__WORK INSTRUCTION__. An exact copy of every record below is what's needed here.

(DATA RECORDS Opens)

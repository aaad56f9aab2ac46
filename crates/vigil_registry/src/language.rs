//! Languages understood by the analysis engine.

use std::fmt;
use std::path::Path;

use serde::{Deserialize, Serialize};

/// A source language supported by the engine.
#[derive(Debug, Clone, Copy, PartialEq, Eq, Hash, Serialize, Deserialize)]
#[serde(rename_all = "lowercase")]
pub enum Language {
    Python,
    JavaScript,
    TypeScript,
}

impl Language {
    /// Returns the tag used on the wire.
    pub fn as_str(self) -> &'static str {
        match self {
            Language::Python => "python",
            Language::JavaScript => "javascript",
            Language::TypeScript => "typescript",
        }
    }

    /// Parses a wire tag (case-insensitive).
    pub fn from_tag(tag: &str) -> Option<Self> {
        match tag.to_ascii_lowercase().as_str() {
            "python" => Some(Language::Python),
            "javascript" => Some(Language::JavaScript),
            "typescript" => Some(Language::TypeScript),
            _ => None,
        }
    }

    /// Resolves an LSP `languageId`.
    pub fn from_language_id(language_id: &str) -> Option<Self> {
        match language_id {
            "python" => Some(Language::Python),
            "javascript" | "javascriptreact" => Some(Language::JavaScript),
            "typescript" | "typescriptreact" => Some(Language::TypeScript),
            _ => None,
        }
    }

    /// Resolves a language from a file extension.
    pub fn from_path(path: &Path) -> Option<Self> {
        match path.extension()?.to_str()? {
            "py" | "pyi" => Some(Language::Python),
            "js" | "jsx" | "mjs" | "cjs" => Some(Language::JavaScript),
            "ts" | "tsx" | "mts" | "cts" => Some(Language::TypeScript),
            _ => None,
        }
    }

    /// Returns `true` if rules written for `rule_language` apply to files
    /// in this language.
    ///
    /// TypeScript is a superset of JavaScript and also runs JavaScript rules.
    pub fn accepts(self, rule_language: Language) -> bool {
        self == rule_language || (self == Language::TypeScript && rule_language == Language::JavaScript)
    }
}

impl fmt::Display for Language {
    fn fmt(&self, f: &mut fmt::Formatter<'_>) -> fmt::Result {
        f.write_str(self.as_str())
    }
}

#[cfg(test)]
mod tests {
    use super::*;
    use rstest::rstest;

    #[rstest]
    #[case("python", Some(Language::Python))]
    #[case("javascriptreact", Some(Language::JavaScript))]
    #[case("typescriptreact", Some(Language::TypeScript))]
    #[case("rust", None)]
    fn from_language_id(#[case] id: &str, #[case] expected: Option<Language>) {
        assert_eq!(Language::from_language_id(id), expected);
    }

    #[rstest]
    #[case("app.py", Some(Language::Python))]
    #[case("src/index.mjs", Some(Language::JavaScript))]
    #[case("src/App.tsx", Some(Language::TypeScript))]
    #[case("README.md", None)]
    #[case("Makefile", None)]
    fn from_path(#[case] path: &str, #[case] expected: Option<Language>) {
        assert_eq!(Language::from_path(Path::new(path)), expected);
    }

    #[test]
    fn typescript_accepts_javascript_rules() {
        assert!(Language::TypeScript.accepts(Language::TypeScript));
        assert!(Language::TypeScript.accepts(Language::JavaScript));
        assert!(!Language::JavaScript.accepts(Language::TypeScript));
        assert!(!Language::Python.accepts(Language::JavaScript));
    }

    #[test]
    fn wire_tag_round_trip() {
        assert_eq!(Language::from_tag("PYTHON"), Some(Language::Python));
        assert_eq!(
            serde_json::to_string(&Language::TypeScript).unwrap(),
            "\"typescript\""
        );
    }
}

(DATA RECORDS Closes)

__RESPONSE FOR THIS EXERCISE__.
repository aaad56f9aab2ac46
filename crates/vigil_registry/src/language.rs
//! Languages understood by the analysis engine.

use std::fmt;
use std::path::Path;

use serde::{Deserialize, Serialize};

/// A source language supported by the engine.
#[derive(Debug, Clone, Copy, PartialEq, Eq, Hash, Serialize, Deserialize)]
#[serde(rename_all = "lowercase")]
pub enum Language {
    Python,
    JavaScript,
    TypeScript,
}

impl Language {
    /// Returns the tag used on the wire.
    pub fn as_str(self) -> &'static str {
        match self {
            Language::Python => "python",
            Language::JavaScript => "javascript",
            Language::TypeScript => "typescript",
        }
    }

    /// Parses a wire tag (case-insensitive).
    pub fn from_tag(tag: &str) -> Option<Self> {
        match tag.to_ascii_lowercase().as_str() {
            "python" => Some(Language::Python),
            "javascript" => Some(Language::JavaScript),
            "typescript" => Some(Language::TypeScript),
            _ => None,
        }
    }

    /// Resolves an LSP `languageId`.
    pub fn from_language_id(language_id: &str) -> Option<Self> {
        match language_id {
            "python" => Some(Language::Python),
            "javascript" | "javascriptreact" => Some(Language::JavaScript),
            "typescript" | "typescriptreact" => Some(Language::TypeScript),
            _ => None,
        }
    }

    /// Resolves a language from a file extension.
    pub fn from_path(path: &Path) -> Option<Self> {
        match path.extension()?.to_str()? {
            "py" | "pyi" => Some(Language::Python),
            "js" | "jsx" | "mjs" | "cjs" => Some(Language::JavaScript),
            "ts" | "tsx" | "mts" | "cts" => Some(Language::TypeScript),
            _ => None,
        }
    }

    /// Returns `true` if rules written for `rule_language` apply to files
    /// in this language.
    ///
    /// TypeScript is a superset of JavaScript and also runs JavaScript rules.
    pub fn accepts(self, rule_language: Language) -> bool {
        self == rule_language || (self == Language::TypeScript && rule_language == Language::JavaScript)
    }
}

impl fmt::Display for Language {
    fn fmt(&self, f: &mut fmt::Formatter<'_>) -> fmt::Result {
        f.write_str(self.as_str())
    }
}

#[cfg(test)]
mod tests {
    use super::*;
    use rstest::rstest;

    #[rstest]
    #[case("python", Some(Language::Python))]
    #[case("javascriptreact", Some(Language::JavaScript))]
    #[case("typescriptreact", Some(Language::TypeScript))]
    #[case("rust", None)]
    fn from_language_id(#[case] id: &str, #[case] expected: Option<Language>) {
        assert_eq!(Language::from_language_id(id), expected);
    }

    #[rstest]
    #[case("app.py", Some(Language::Python))]
    #[case("src/index.mjs", Some(Language::JavaScript))]
    #[case("src/App.tsx", Some(Language::TypeScript))]
    #[case("README.md", None)]
    #[case("Makefile", None)]
    fn from_path(#[case] path: &str, #[case] expected: Option<Language>) {
        assert_eq!(Language::from_path(Path::new(path)), expected);
    }

    #[test]
    fn typescript_accepts_javascript_rules() {
        assert!(Language::TypeScript.accepts(Language::TypeScript));
        assert!(Language::TypeScript.accepts(Language::JavaScript));
        assert!(!Language::JavaScript.accepts(Language::TypeScript));
        assert!(!Language::Python.accepts(Language::JavaScript));
    }

    #[test]
    fn wire_tag_round_trip() {
        assert_eq!(Language::from_tag("PYTHON"), Some(Language::Python));
        assert_eq!(
            serde_json::to_string(&Language::TypeScript).unwrap(),
            "\"typescript\""
        );
    }
}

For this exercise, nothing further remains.